Escogió la escena, pues, para extraer de ella la fuerza de lo real: la boca incolora como una herida bien lavada y la cabeza hundida en la almohada, el vello dorado en las mejillas gatunas, borrosas, y el relente de sudor sobre el labio levemente hinchado, elementos decisivos y ciertos de un retrato inacabable y obsesivo que se hallaban desperdigados en diversas fechas del diario íntimo, y que ya contenían el germen de la versión definitiva, el retrato-homenaje que siempre le quiso hacer a Soledad Monteys: una mujer algo regordeta y súbitamente apetecible, de sanas encías rojas como de plástico, despertar sobresaltado, ojos grises levemente saltones y rosada, sanguínea tez, furiosamente sexual.
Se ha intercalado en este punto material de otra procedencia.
//! Playback bookkeeping
//!
//! Turning a queue entry into a history entry touches three tables: the
//! queue row is deleted, a history row is inserted, and the entry's votes are
//! re-pointed at the new history row. All three happen in one transaction.

use serde::Serialize;
use sqlx::SqlitePool;
use tracing::{debug, info, warn};

use crate::error::{Error, Result};
use crate::models::{PlayHistoryEntry, QueueEntry};
use crate::stores::{HistoryLedger, QueueStore, VoteAggregator};

/// What a consumed queue entry turned into
#[derive(Debug, Clone, PartialEq, Eq, Serialize)]
pub struct PlayedEntry {
    /// The queue row as it was when removed
    pub entry: QueueEntry,
    pub history: PlayHistoryEntry,
    pub votes_moved: u64,
}

/// Applies playback backend events to the queue and history
#[derive(Debug, Clone)]
pub struct PlaybackService {
    pool: SqlitePool,
    queue: QueueStore,
    history: HistoryLedger,
    votes: VoteAggregator,
}

impl PlaybackService {
    pub fn new(
        pool: SqlitePool,
        queue: QueueStore,
        history: HistoryLedger,
        votes: VoteAggregator,
    ) -> Self {
        Self {
            pool,
            queue,
            history,
            votes,
        }
    }

    /// Dequeue `entry_id`, record the play and move its votes, all or nothing
    pub async fn consume(&self, entry_id: i64) -> Result<PlayedEntry> {
        let _guard = self.queue.write_guard().await;
        let mut tx = self.pool.begin().await.map_err(Error::TransactionAborted)?;

        let entry = self
            .queue
            .dequeue(&mut tx, entry_id)
            .await
            .map_err(Error::aborted)?;
        let history = self
            .history
            .record_in(&mut tx, entry.track_id, entry.user_id)
            .await
            .map_err(Error::aborted)?;
        let votes_moved = self
            .votes
            .migrate_votes(&mut tx, entry.id, history.id)
            .await
            .map_err(Error::aborted)?;

        tx.commit().await.map_err(Error::TransactionAborted)?;

        info!(
            "Played queue entry {} (track {}) as history entry {}, {} votes moved",
            entry.id, entry.track_id, history.id, votes_moved
        );
        Ok(PlayedEntry {
            entry,
            history,
            votes_moved,
        })
    }

    /// The backend started playing `slot_id`.
    ///
    /// An unknown slot is logged and ignored; playback goes on without queue
    /// bookkeeping.
    pub async fn track_started(&self, slot_id: i64) -> Result<Option<PlayedEntry>> {
        let entry = match self.queue.find_by_slot(slot_id).await {
            Ok(entry) => entry,
            Err(err @ Error::BestEffortMismatch { .. }) => {
                warn!("{}, not recording play", err);
                return Ok(None);
            }
            Err(err) => return Err(err),
        };

        match self.consume(entry.id).await {
            Ok(played) => Ok(Some(played)),
            Err(Error::ReferentialIntegrity(msg)) => {
                // someone else consumed it between the lookup and the delete
                warn!("Backend slot {} went away: {}", slot_id, msg);
                Ok(None)
            }
            Err(err) => Err(err),
        }
    }

    /// The backend finished `slot_id`.
    ///
    /// Normally the entry was consumed when it started. If the start event
    /// was missed, the entry is consumed now.
    pub async fn track_finished(&self, slot_id: i64) -> Result<Option<PlayedEntry>> {
        match self.queue.find_by_slot(slot_id).await {
            Ok(entry) => {
                debug!(
                    "Slot {} finished while entry {} was still queued",
                    slot_id, entry.id
                );
                self.track_started(slot_id).await
            }
            Err(Error::BestEffortMismatch { .. }) => {
                debug!("Slot {} finished", slot_id);
                Ok(None)
            }
            Err(err) => Err(err),
        }
    }
}
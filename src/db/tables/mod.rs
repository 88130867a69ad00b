//! Database table operations

mod history_table;
mod queue_table;
mod track_table;
mod user_table;
mod vote_table;

pub use history_table::{HistoryFilter, HistoryTable};
pub use queue_table::{QueueSlotRow, QueueTable};
pub use track_table::TrackTable;
pub use user_table::UserTable;
pub use vote_table::VoteTable;

// Every table read drains its result set with `fetch_all`. A statement that
// stops short of its last row keeps SQLite's implicit transaction open on the
// pooled connection: later reads there see an old snapshot and a `RETURNING`
// write is not committed.

/// The only row of a drained result set
pub(crate) fn single_row<T>(rows: Vec<T>) -> Result<T, sqlx::Error> {
    rows.into_iter().next().ok_or(sqlx::Error::RowNotFound)
}

/// The first row of a drained result set, if any
pub(crate) fn first_row<T>(rows: Vec<T>) -> Option<T> {
    rows.into_iter().next()
}
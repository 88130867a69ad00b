//! Error types for the queue, vote and history stores

use thiserror::Error;

/// Result type used by the store layer
pub type Result<T> = std::result::Result<T, Error>;

/// Errors produced by the store layer
#[derive(Error, Debug)]
pub enum Error {
    /// A unique key (catalog URL, username) already exists
    #[error("Duplicate {entity}: {key}")]
    DuplicateKey { entity: &'static str, key: String },

    /// Voting on, or dequeuing, something that does not exist
    #[error("Referential integrity violation: {0}")]
    ReferentialIntegrity(String),

    /// The playback backend reported a slot id that matches no queue entry
    #[error("No queue entry matches backend slot {slot_id}")]
    BestEffortMismatch { slot_id: i64 },

    /// A multi-step write could not complete and was rolled back
    #[error("Transaction aborted: {0}")]
    TransactionAborted(#[source] sqlx::Error),

    /// A priority at `i64::MAX` leaves no room for the next entry
    #[error("Queue priority {0} leaves no room for later entries")]
    PriorityOverflow(i64),

    /// Vote direction outside of -1, 0, 1
    #[error("Invalid vote direction: {0}")]
    InvalidDirection(i64),

    /// Requested row not found
    #[error("Not found: {0}")]
    NotFound(String),

    /// Any other database error
    #[error("Database error: {0}")]
    Database(#[from] sqlx::Error),
}

impl Error {
    /// Classify a raw sqlx error raised while writing `entity` keyed by `key`.
    pub fn from_write(err: sqlx::Error, entity: &'static str, key: impl Into<String>) -> Self {
        if let sqlx::Error::Database(ref db_err) = err {
            if db_err.is_unique_violation() {
                return Error::DuplicateKey {
                    entity,
                    key: key.into(),
                };
            }
            if db_err.is_foreign_key_violation() || db_err.is_check_violation() {
                return Error::ReferentialIntegrity(format!("{} {}: {}", entity, key.into(), db_err));
            }
        }
        Error::Database(err)
    }

    /// Wrap a failure that happened inside a unit of work.
    ///
    /// Integrity errors keep their classification, everything else becomes
    /// `TransactionAborted`.
    pub fn aborted(err: Error) -> Self {
        match err {
            Error::Database(e) => Error::TransactionAborted(e),
            other => other,
        }
    }

    /// True if this is a unique-key conflict.
    pub fn is_duplicate(&self) -> bool {
        matches!(self, Error::DuplicateKey { .. })
    }
}
//! Partify - a collaborative queue for a shared music player
//!
//! Listeners queue tracks, vote on what is queued, and every played entry
//! ends up in the history with its votes attached.

#![allow(dead_code)]

mod config;
mod core;
mod db;
mod error;
mod models;
mod serializers;
mod stores;
mod utils;

use anyhow::{bail, Context, Result};
use clap::{Parser, Subcommand, ValueEnum};
use futures::StreamExt;
use std::path::PathBuf;
use tracing::info;

use crate::config::{Paths, ServerConfig};
use crate::core::Jukebox;
use crate::db::{run_migrations, setup_sqlite, DbEngine};
use crate::models::{TrackMetadata, User, VoteDirection, VoteTarget};
use crate::utils::dates::timestamp_to_relative;

/// Partify - collaborative music queue
#[derive(Parser, Debug)]
#[command(name = "partify")]
#[command(version = "0.3.0")]
#[command(about = "A collaborative queue for a shared music player")]
struct Args {
    /// Enable debug mode
    #[arg(long)]
    debug: bool,

    /// Path to config directory
    #[arg(long)]
    config: Option<PathBuf>,

    #[command(subcommand)]
    command: Command,
}

#[derive(Subcommand, Debug)]
enum Command {
    /// Create the config directory, settings file and database
    Init,

    /// Register a listener
    AddUser {
        #[arg(long)]
        name: String,
        #[arg(long)]
        username: String,
        #[arg(long)]
        password: String,
        /// Privilege bitmask
        #[arg(long)]
        privs: Option<i64>,
    },

    /// Put a track at the end of the queue
    Enqueue {
        /// Catalog URL, e.g. spotify:track:...
        url: String,
        #[arg(long)]
        title: Option<String>,
        #[arg(long)]
        artist: Option<String>,
        #[arg(long)]
        album: Option<String>,
        /// Length in seconds
        #[arg(long)]
        length: Option<i64>,
        #[arg(long)]
        date: Option<String>,
        /// Backend slot id, if the track is already in the player's playlist
        #[arg(long)]
        slot: Option<i64>,
        #[command(flatten)]
        login: Login,
    },

    /// Show the queue in playback order
    Queue {
        #[arg(long)]
        json: bool,
    },

    /// Vote on a queue or history entry
    Vote {
        entry: i64,
        #[arg(long, value_enum)]
        direction: Direction,
        /// Vote on a history entry instead of a queue entry
        #[arg(long)]
        history: bool,
        #[command(flatten)]
        login: Login,
    },

    /// Mark a queue entry as played
    Play {
        /// Queue entry id
        entry: Option<i64>,
        /// Backend slot id that started playing
        #[arg(long, conflicts_with = "entry")]
        slot: Option<i64>,
    },

    /// List played tracks, newest first
    History {
        /// Only plays of this catalog URL
        #[arg(long)]
        track: Option<String>,
        /// Only plays queued by this username
        #[arg(long, conflicts_with = "track")]
        user: Option<String>,
        #[arg(long, default_value_t = 20)]
        limit: usize,
    },

    /// Most played tracks and most active listeners
    Stats {
        #[arg(long, default_value_t = 10)]
        limit: i64,
    },

    /// Move a queue entry to a new playback priority
    Reorder { entry: i64, priority: i64 },

    /// Print the effective settings
    Config,
}

#[derive(clap::Args, Debug)]
struct Login {
    /// Act as this user; anonymous when omitted
    #[arg(long, requires = "password")]
    user: Option<String>,
    #[arg(long)]
    password: Option<String>,
}

#[derive(ValueEnum, Clone, Copy, Debug)]
enum Direction {
    Up,
    Down,
    Neutral,
}

impl From<Direction> for VoteDirection {
    fn from(d: Direction) -> Self {
        match d {
            Direction::Up => VoteDirection::Up,
            Direction::Down => VoteDirection::Down,
            Direction::Neutral => VoteDirection::Neutral,
        }
    }
}

#[tokio::main]
async fn main() -> Result<()> {
    let args = Args::parse();

    let log_level = if args.debug { "debug" } else { "info" };
    let filter = tracing_subscriber::EnvFilter::try_from_default_env()
        .unwrap_or_else(|_| tracing_subscriber::EnvFilter::new(format!("{},sqlx=warn", log_level)));

    tracing_subscriber::fmt()
        .with_env_filter(filter)
        .with_target(false)
        .with_thread_ids(false)
        .with_file(false)
        .with_line_number(false)
        .compact()
        .init();

    let paths = Paths::init(args.config)?;
    info!("Config directory: {:?}", paths.config_dir());

    if let Command::Config = args.command {
        let config = ServerConfig::global();
        println!("{}", serde_json::to_string_pretty(&*config.read())?);
        return Ok(());
    }

    if let Command::Init = args.command {
        return init(&paths).await;
    }

    let jukebox = open_jukebox().await?;
    run(args.command, &jukebox).await
}

async fn init(paths: &Paths) -> Result<()> {
    let settings_path = paths.settings_path();
    if settings_path.exists() {
        info!("Keeping existing settings at {}", settings_path.display());
    } else {
        ServerConfig::default().save()?;
        info!("Wrote default settings to {}", settings_path.display());
    }

    open_jukebox().await?;
    println!("Initialized {}", paths.config_dir().display());
    Ok(())
}

async fn open_jukebox() -> Result<Jukebox> {
    let strategy = {
        let config = ServerConfig::global();
        let config = config.read();
        config.validate()?;
        config.priority_strategy
    };

    setup_sqlite().await?;
    let engine = DbEngine::get()?;
    run_migrations(engine.pool()).await?;

    info!("Queue priorities: {}", strategy.as_str());
    Ok(Jukebox::new(&engine, strategy))
}

async fn login(jukebox: &Jukebox, login: &Login) -> Result<Option<User>> {
    let Some(username) = login.user.as_deref() else {
        return Ok(None);
    };
    let password = login.password.as_deref().unwrap_or_default();

    if !jukebox.identity.verify_credential(username, password).await? {
        bail!("Invalid username or password");
    }
    let user = jukebox
        .identity
        .get_by_username(username)
        .await?
        .with_context(|| format!("User {} disappeared", username))?;
    Ok(Some(user))
}

async fn run(command: Command, jukebox: &Jukebox) -> Result<()> {
    match command {
        Command::Init | Command::Config => Ok(()),

        Command::AddUser {
            name,
            username,
            password,
            privs,
        } => {
            let user = jukebox.identity.create_user(&name, &username, &password).await?;
            if let Some(privs) = privs {
                jukebox.identity.set_privileges(user.id, privs).await?;
            }
            println!("{}", serde_json::to_string_pretty(&user.to_minimal())?);
            Ok(())
        }

        Command::Enqueue {
            url,
            title,
            artist,
            album,
            length,
            date,
            slot,
            login: creds,
        } => {
            let user = login(jukebox, &creds).await?;
            let metadata = TrackMetadata {
                title,
                artist,
                album,
                length,
                date,
            };

            let entry = jukebox
                .enqueue_track(&url, &metadata, user.as_ref().map(|u| u.id), slot)
                .await?;
            // metadata given for a known track fills whatever is still missing
            if metadata != TrackMetadata::default() {
                jukebox.catalog.backfill(&url, &metadata).await?;
            }

            let view = jukebox.queue.to_external_view(&entry).await?;
            println!("{}", serde_json::to_string_pretty(&view)?);
            Ok(())
        }

        Command::Queue { json } => {
            let views = jukebox.queue.external_queue().await?;
            if json {
                println!("{}", serde_json::to_string_pretty(&views)?);
                return Ok(());
            }

            for view in views {
                let tally = jukebox.votes.tally(VoteTarget::Queue(view.id)).await?;
                println!(
                    "{:>4}  {:>3}  {:+}  {} - {}  ({})",
                    view.id,
                    view.playback_priority,
                    tally,
                    view.artist.as_deref().unwrap_or("?"),
                    view.title.as_deref().unwrap_or(&view.spotify_url),
                    view.username
                );
            }
            Ok(())
        }

        Command::Vote {
            entry,
            direction,
            history,
            login: creds,
        } => {
            let Some(user) = login(jukebox, &creds).await? else {
                bail!("Voting requires --user and --password");
            };
            let target = if history {
                VoteTarget::History(entry)
            } else {
                VoteTarget::Queue(entry)
            };

            jukebox.votes.cast_vote(user.id, target, direction.into()).await?;
            println!("{} tally: {}", target, jukebox.votes.tally(target).await?);
            Ok(())
        }

        Command::Play { entry, slot } => {
            let played = match (entry, slot) {
                (Some(id), _) => Some(jukebox.playback.consume(id).await?),
                (None, Some(slot)) => jukebox.playback.track_started(slot).await?,
                (None, None) => bail!("Give a queue entry id or --slot"),
            };

            match played {
                Some(played) => {
                    let view = jukebox.history_view(played.history.id).await?;
                    println!("{}", serde_json::to_string_pretty(&view)?);
                }
                None => println!("Nothing matched; history unchanged"),
            }
            Ok(())
        }

        Command::History { track, user, limit } => {
            let query = if let Some(url) = track {
                let track = jukebox
                    .catalog
                    .get_by_url(&url)
                    .await?
                    .with_context(|| format!("Unknown track {}", url))?;
                jukebox.history.history_for_track(track.id)
            } else if let Some(username) = user {
                let user = jukebox
                    .identity
                    .get_by_username(&username)
                    .await?
                    .with_context(|| format!("Unknown user {}", username))?;
                jukebox.history.history_for_user(user.id)
            } else {
                jukebox.history.all()
            };

            let mut entries = query.stream().take(limit);
            while let Some(entry) = entries.next().await {
                let view = jukebox.history_view(entry?.id).await?;
                println!(
                    "{:>4}  {}  {:+}  {} - {}  ({})",
                    view.id,
                    view.time_played,
                    view.tally,
                    view.artist.as_deref().unwrap_or("?"),
                    view.title.as_deref().unwrap_or(&view.spotify_url),
                    view.username
                );
            }
            Ok(())
        }

        Command::Stats { limit } => {
            println!("Most played:");
            for count in jukebox.history.most_played_tracks(limit).await? {
                let name = match jukebox.catalog.get_by_id(count.track_id).await? {
                    Some(track) => track.to_string(),
                    None => format!("track {}", count.track_id),
                };
                println!(
                    "  {:>4}x  {}  (last {})",
                    count.plays,
                    name,
                    timestamp_to_relative(count.last_played)
                );
            }

            println!("Most active:");
            for count in jukebox.history.most_active_users(limit).await? {
                let name = match jukebox.identity.get_by_id(count.user_id).await? {
                    Some(user) => user.username,
                    None => format!("user {}", count.user_id),
                };
                println!("  {:>4}x  {}", count.plays, name);
            }
            Ok(())
        }

        Command::Reorder { entry, priority } => {
            let entry = jukebox.queue.reorder(entry, priority).await?;
            println!(
                "Entry {} now at playback priority {}",
                entry.id, entry.playback_priority
            );
            Ok(())
        }
    }
}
Planeado sistemáticamente, ejecutado con una firme voluntad de síntesis, el breve episodio, destinado a un apéndice del capítulo XV y pendiente de ulteriores precisiones de tipo médico, alcanzaba a reflejar una generosa doble convicción, una mente en posición moral frente a dos deberes opuestos:
La memoria había de extraviar las palabras, o piadosamente las desoyó conforme salían de la lívida boca amada, pero conserva todavía hoy la intensidad febril de sus ojos de hielo. Soledad me mira alarmada. Estamos en marzo del 43, un día luminoso y frío.
—No he debido llamarte —me dice, transpirando boca arriba en la cama—. Te he asustado por nada. ¿Estabas en alguna reunión…?
—No, no.
—¿Qué te pasa, Luys?
—Qué me va a pasar. Que no quiero verte así.
—Estás tramando algo.
—Arrópate y procura descansar.
En su mano húmeda e inflada, entre las mías, siento los golpes de sangre.
—No me engañes. Querías decirme algo. ¿Has vuelto a discutir con José María?
—Nada, mujer, lo de siempre. Que es un pintor mediocre y no soporta que se lo digan. Quiere hacerme un retrato… Tranquilízate, todo sigue igual.
—No. Me estás ocultando algo.
Su instinto infalible —el mismo que a veces ha detectado la boina estrujada en mi bolsillo, una recaída en el desánimo en mi prosa periodística o una discusión con los camaradas de la oficina— la ha alertado otra vez. Detrás de mi torpe solicitud al arroparla, capta la intensidad de mi silencio. Me interroga, me acosa con la mirada. Sin embargo, sabré contenerme, sobre todo después de hablar a solas con Godoy, que me confirma el alarmante pronóstico.
Así pues, considero arriesgado comunicarle a Soledad mi grave decisión y opto por esperar…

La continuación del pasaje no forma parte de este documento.